Schlagerstar

Träumen und weinen mit Udo Jürgens

Der 75-jährige österreichische Sänger Udo Jürgens während eines Auftritts in Scheveningen, Holland, am 24.10.2009.
Der Sänger und Komponist Udo Jürgens macht seit mehr als 60 Jahren Musik. © AFP: Valerie Kuypers
Von Laf Überland · 30.09.2014
"Ich war noch niemals in New York" oder "Merci Chérie" – Generationen hat der gebürtige Österreicher Udo Jürgens mit seiner Musik begleitet und begeistert. Manche halten seine Texte für schlichte Wahrheiten. Aber können Millionen von Fans weltweit irren?
Jürgen Udo Bockelmann, geboren in Kärnten, Vater aus Russland, Mutter aus Norddeutschland: ein kränklicher, magerer Junge, aber wenn er mit seinem kleinen Akkordeon Musik machte – auch auf Dorffesten – dann war er der Größte! Das lag auch daran, dass er diesen feinen Sinn für Musik tatsächlich hatte, wohl auch damals schon. Mit 17 gewann er dann einen Komponistenwettbewerb vom Österreichischen Rundfunk, und ab da war er für jede bürgerlich-normale Biografie verloren.
Seinem Vater sagte er: "Ich werde mit meinem Beruf auf- oder untergehen.

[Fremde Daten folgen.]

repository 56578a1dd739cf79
//! dtf-core
//!
//! Task submission form state, its local token storage, the gateway seam
//! the submission goes through, and the notification host.

pub mod form;
pub mod gateway;
pub mod notification;
pub mod storage;

#[cfg(any(test, feature = "test-util"))]
pub mod testing;

#[cfg(test)]
mod tests;

pub use form::{
    CREATE_FAILED_MESSAGE, Field, FieldError, FixedRules, FormError, FormResult, FormValues,
    NETWORK_ERROR_MESSAGE, SUCCESS_MESSAGE, StatusKind, SubmissionStatus, TaskForm, TaskQuery,
    ValidatedTask,
};
pub use gateway::{GatewayError, GatewayResponse, GatewayResult, TaskGateway};
pub use notification::{NotificationHost, Toast, ToastKind, Toaster};
pub use storage::{FileStore, KeyValueStore, MemoryStore, StorageError, StorageResult, TOKEN_KEY};
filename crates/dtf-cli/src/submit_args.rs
use dtf_core::FormValues;

use clap::Args;

/// Task form fields. Required fields are checked by the form, not by clap,
/// so every missing field is reported at once.
#[derive(Args, Debug, Default)]
pub struct SubmitArgs {
    /// Task title
    #[arg(long)]
    pub title: Option<String>,

    /// Task description
    #[arg(long)]
    pub description: Option<String>,

    /// Tag (repeatable), e.g. --tag вб --tag дизайн
    #[arg(long = "tag")]
    pub tags: Vec<String>,

    /// Minimum budget
    #[arg(long)]
    pub budget_from: Option<f64>,

    /// Maximum budget
    #[arg(long)]
    pub budget_to: Option<f64>,

    /// Deadline in days
    #[arg(long)]
    pub deadline_days: Option<u32>,

    /// Number of reminders (default: 0)
    #[arg(long = "reminders")]
    pub number_of_reminders: Option<u32>,

    /// Mark the task as hard
    #[arg(long = "hard")]
    pub is_hard: bool,

    /// Enable all auto responses
    #[arg(long)]
    pub all_auto_responses: bool,

    /// Authorization token; saved before submitting
    #[arg(long)]
    pub token: Option<String>,
}

impl SubmitArgs {
    /// Copies the field arguments into the form values.
    pub fn apply(&self, values: &mut FormValues) {
        if let Some(ref title) = self.title {
            values.title = title.clone();
        }
        if let Some(ref description) = self.description {
            values.description = description.clone();
        }
        for tag in &self.tags {
            values.add_tag(tag.clone());
        }
        values.budget_from = self.budget_from.or(values.budget_from);
        values.budget_to = self.budget_to.or(values.budget_to);
        values.deadline_days = self.deadline_days.or(values.deadline_days);
        values.number_of_reminders = self.number_of_reminders.or(values.number_of_reminders);
        values.is_hard |= self.is_hard;
        values.all_auto_responses |= self.all_auto_responses;
    }
}
pub(crate) mod error;
pub(crate) mod gateway_response;
pub(crate) mod task_gateway;

pub use error::{GatewayError, Result as GatewayResult};
pub use gateway_response::GatewayResponse;
pub use task_gateway::TaskGateway;
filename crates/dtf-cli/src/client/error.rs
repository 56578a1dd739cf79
use error_location::ErrorLocation;
use std::panic::Location;
use thiserror::Error;

/// Errors that can occur during API calls
#[derive(Error, Debug)]
pub enum ClientError {
    #[error("HTTP request error: {message} {location}")]
    Http {
        message: String,
        location: ErrorLocation,
        #[source]
        source: reqwest::Error,
    },
}

impl ClientError {
    /// Convert reqwest error with context.
    ///
    /// The URL is stripped: its query string carries the token.
    #[track_caller]
    pub fn from_reqwest(err: reqwest::Error) -> Self {
        let err = err.without_url();
        ClientError::Http {
            message: err.to_string(),
            location: ErrorLocation::from(Location::caller()),
            source: err,
        }
    }
}

impl From<reqwest::Error> for ClientError {
    #[track_caller]
    fn from(err: reqwest::Error) -> Self {
        ClientError::from_reqwest(err)
    }
}

pub type Result<T> = std::result::Result<T, ClientError>;
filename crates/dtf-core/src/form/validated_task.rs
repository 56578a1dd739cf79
/// Form values that passed validation, with defaults applied.
#[derive(Debug, Clone, PartialEq)]
pub struct ValidatedTask {
    pub title: String,
    pub description: String,
    pub tags: Vec<String>,
    pub budget_from: f64,
    pub budget_to: f64,
    pub deadline_days: u32,
    pub number_of_reminders: u32,
    /// Collected by the form but not part of the request.
    pub is_hard: bool,
    pub all_auto_responses: bool,
}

Das ist auf jeden Fall besser, als in einer Bank zu arbeiten." Und machte sich an die Arbeit.
Und es war – Arbeit: 1951 gründete er eine Band, nahm auch Schallplatten auf – Gebrauchtschlager von anderen ließ seine Plattenfirma ihn singen, bis er frustriert kündigte. Doch Udo Jürgens, wie er sich jetzt nannte, blieb ein Unterhaltungsmusiker, der überall auftrat, wo man ihn singen ließ, und über zehn Jahre passierte nichts (Auch beim Grand Prix Eurovision fiel er zwei mal durch.). Aber dann, 1966 – da war er bereits 32:
Musikeinspieler "Merci Chérie" (Album: Seine größten Erfolge)
Lieder zum Mitschunkeln
Manchmal hat Udo Jürgens Schlager rausgehauen, zum Mitschunkeln, aber meistens hat er die Wahrheit gesungen – oder sagen wir besser: schlichte Wahrheiten – schlicht wie einfach wahr!

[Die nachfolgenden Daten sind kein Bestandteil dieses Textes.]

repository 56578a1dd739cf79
use crate::form::TaskQuery;
use crate::gateway::{GatewayError, GatewayResponse, GatewayResult, TaskGateway};

use std::sync::{Mutex, PoisonError};

use async_trait::async_trait;

/// Canned reply for [`FakeGateway`].
#[derive(Debug, Clone, Copy)]
pub enum Reply {
    Status(u16, &'static str),
    NetworkFailure,
    /// Never answers.
    Hang,
}

/// Gateway that records every query and answers with a fixed reply.
#[derive(Debug)]
pub struct FakeGateway {
    reply: Reply,
    sent: Mutex<Vec<TaskQuery>>,
}

impl FakeGateway {
    pub fn new(reply: Reply) -> Self {
        Self {
            reply,
            sent: Mutex::new(Vec::new()),
        }
    }

    pub fn responding(status: u16, body: &'static str) -> Self {
        Self::new(Reply::Status(status, body))
    }

    pub fn unreachable() -> Self {
        Self::new(Reply::NetworkFailure)
    }

    /// Queries received so far, oldest first.
    pub fn sent(&self) -> Vec<TaskQuery> {
        self.sent
            .lock()
            .unwrap_or_else(PoisonError::into_inner)
            .clone()
    }
}

#[async_trait]
impl TaskGateway for FakeGateway {
    async fn send(&self, query: &TaskQuery) -> GatewayResult<GatewayResponse> {
        self.sent
            .lock()
            .unwrap_or_else(PoisonError::into_inner)
            .push(query.clone());

        match self.reply {
            Reply::Status(status, body) => Ok(GatewayResponse::new(status, body)),
            Reply::NetworkFailure => Err(GatewayError::transport("connection refused")),
            Reply::Hang => std::future::pending().await,
        }
    }
}
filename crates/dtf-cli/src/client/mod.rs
pub(crate) mod client;
pub(crate) mod error;

pub use client::Client;
pub use error::{ClientError, Result as CliClientResult};
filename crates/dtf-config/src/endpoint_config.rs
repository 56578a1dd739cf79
use crate::{ConfigError, ConfigErrorResult, DEFAULT_BASE_URL, NEW_HARD_TASK_PATH};

use serde::Deserialize;

/// Remote task bot endpoint
#[derive(Debug, Clone, Deserialize)]
#[serde(default)]
pub struct EndpointConfig {
    /// Scheme and host, without the API path
    pub base_url: String,
}

impl Default for EndpointConfig {
    fn default() -> Self {
        Self {
            base_url: String::from(DEFAULT_BASE_URL),
        }
    }
}

impl EndpointConfig {
    pub fn validate(&self) -> ConfigErrorResult<()> {
        if !(self.base_url.starts_with("http://") || self.base_url.starts_with("https://")) {
            return Err(ConfigError::endpoint(format!(
                "endpoint.base_url must start with http:// or https://, got '{}'",
                self.base_url
            )));
        }

        Ok(())
    }

    /// Full URL of the task creation endpoint, without a query string.
    pub fn task_url(&self) -> String {
        format!(
            "{}{}",
            self.base_url.trim_end_matches('/'),
            NEW_HARD_TASK_PATH
        )
    }
}
use crate::storage::StorageResult;

/// Local string key-value storage that survives restarts.
pub trait KeyValueStore {
    /// Returns `None` when the key was never written.
    fn get_item(&self, key: &str) -> StorageResult<Option<String>>;

    fn set_item(&self, key: &str, value: &str) -> StorageResult<()>;
}

impl<T: KeyValueStore + ?Sized> KeyValueStore for &T {
    fn get_item(&self, key: &str) -> StorageResult<Option<String>> {
        (**self).get_item(key)
    }

    fn set_item(&self, key: &str, value: &str) -> StorageResult<()> {
        (**self).set_item(key, value)
    }
}
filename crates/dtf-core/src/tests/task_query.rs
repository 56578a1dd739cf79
use crate::form::{FixedRules, TaskQuery};
use crate::tests::filled_values;

use googletest::prelude::*;

const RULES_JSON: &str =
    r#"{"budget_from":5000,"budget_to":8000,"deadline_days":5,"qty_freelancers":1}"#;

fn query_for(token: &str) -> TaskQuery {
    TaskQuery::build(token, &filled_values().validate().unwrap()).unwrap()
}

#[test]
fn given_valid_task_when_build_then_ten_params_in_order() {
    let query = query_for("abc");

    let names: Vec<&str> = query.pairs().iter().map(|(k, _)| *k).collect();

    assert_that!(
        names,
        elements_are![
            eq(&"token"),
            eq(&"title"),
            eq(&"description"),
            eq(&"tags"),
            eq(&"budget_from"),
            eq(&"budget_to"),
            eq(&"deadline"),
            eq(&"reminds"),
            eq(&"all_auto_responses"),
            eq(&"rules")
        ]
    );
}

#[test]
fn given_valid_task_when_build_then_values_stringified() {
    let query = query_for("abc");

    assert_that!(query.get("token"), some(eq("abc")));
    assert_that!(query.get("tags"), some(eq("дизайн, фигма")));
    assert_that!(query.get("budget_from"), some(eq("1000")));
    assert_that!(query.get("budget_to"), some(eq("2500.5")));
    assert_that!(query.get("deadline"), some(eq("3")));
    assert_that!(query.get("reminds"), some(eq("2")));
    assert_that!(query.get("all_auto_responses"), some(eq("true")));
}

#[test]
fn given_extreme_budgets_when_build_then_rendered_like_browser_numbers() {
    let cases = [
        (-0.0, "0"),
        (0.5, "0.5"),
        (1e20, "100000000000000000000"),
        (1e21, "1e+21"),
        (2.5e22, "2.5e+22"),
        (1e-7, "1e-7"),
    ];

    for (budget, expected) in cases {
        let mut values = filled_values();
        values.budget_to = Some(budget);

        let query = TaskQuery::build("abc", &values.validate().unwrap()).unwrap();

        assert_that!(query.get("budget_to"), some(eq(expected)));
    }
}

#[test]
fn given_no_tags_when_build_then_tags_param_empty() {
    let mut values = filled_values();
    values.tags.clear();
    values.number_of_reminders = None;
    values.all_auto_responses = false;

    let query = TaskQuery::build("", &values.validate().unwrap()).unwrap();

    assert_that!(query.get("tags"), some(eq("")));
    assert_that!(query.get("reminds"), some(eq("0")));
    assert_that!(query.get("all_auto_responses"), some(eq("false")));
}

#[test]
fn given_any_budget_when_build_then_rules_are_fixed() {
    let mut values = filled_values();
    values.budget_from = Some(1.0);
    values.budget_to = Some(2.0);
    values.deadline_days = Some(30);

    let query = TaskQuery::build("t", &values.validate().unwrap()).unwrap();

    assert_that!(query.get("rules"), some(eq(RULES_JSON)));
}

#[test]
fn given_default_rules_when_to_json_then_matches_wire_format() {
    assert_that!(FixedRules::default().to_json().unwrap(), eq(RULES_JSON));
}

#[test]
fn given_is_hard_when_build_then_not_sent() {
    let query = query_for("abc");

    assert_that!(query.get("is_hard"), none());
}

#[test]
fn given_spaces_and_cyrillic_when_encode_then_form_urlencoded() {
    let query = query_for("a b&c");

    let encoded = query.encode();

    assert_that!(encoded, starts_with("token=a+b%26c&title=%D0%9B"));
    assert_that!(encoded, contains_substring("tags=%D0%B4%D0%B8%D0%B7%D0%B0%D0%B9%D0%BD%2C+"));
    assert_that!(
        encoded,
        contains_substring("rules=%7B%22budget_from%22%3A5000%2C")
    );
}

#[test]
fn given_url_when_append_to_then_query_follows_question_mark() {
    let query = query_for("abc");

    let url = query.append_to("http://localhost/api/v1/tasks/client/newhardtask");

    assert_that!(
        url,
        starts_with("http://localhost/api/v1/tasks/client/newhardtask?token=abc&")
    );
}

Dabei riskierte er durchaus, Fans zu verlieren, wenn er die Verhütungsregeln der katholischen Kirche attackierte, und damit Proteststürme auslöste und einen Boykott-Aufruf; er sang über freundliche Gastarbeiter ("Griechischer Wein"), gegen Spießigkeit und Bigotterie, Wettrüsten und schlechte Drogenpolitik, Neonazis – und sogar gegen die falsche Verteilung der Produktionsmittel, irgendwie...
Musikeinspieler : "Lieb Vaterland" (Single)
"Was gut tut, tut gut!", singt Udo, "frag nicht, was die Leute sagen!", und das Publikum klatscht begeistert mit. Ob Udo Jürgens sich dabei selbst betrügt, diese Frage ist überheblich. Denn zu jedem seiner Lieder sagt irgendwer im Publikum: Ach, das kenne ich, das hatte ich auch mal…
Und der Höhepunkt ist immer, wenn er (mit großem Showorchester – und mit Drive, Tempo und Herz) dieses Lied singt über den Zusammenbruch des bürgerlichen Lebenswillens: Die Geschichte, wie einer sagt. Ich geh mal Zigaretten holen, und dann vom Abhauen träumt: New York! Aber wie er dann doch wieder zurückgeht. In den spießigen Flur, der nach Bohnerwachs riecht. Zu seiner Frau. An seinen Platz mitten in diesem beschwerlichen Leben ...
Musikeinspieler : "Ich war noch niemals in New York" (Album: Best Of Live Vol.1)
Banal und kitschig
Natürlich wimmelt es von Klischees und banalem Kitsch in den Geschichten, die er sich schreiben lässt, wenn er eine Idee hat. Aber: Das wirkliche Leben ist meist schrecklich banal. Und Udo blättert durch die Illustrierte des alltäglichen Lebens diesseits der Träume und Versuchungen... Was bei allen Beklemmungen immer übrig bleibt, ist – die Liebe!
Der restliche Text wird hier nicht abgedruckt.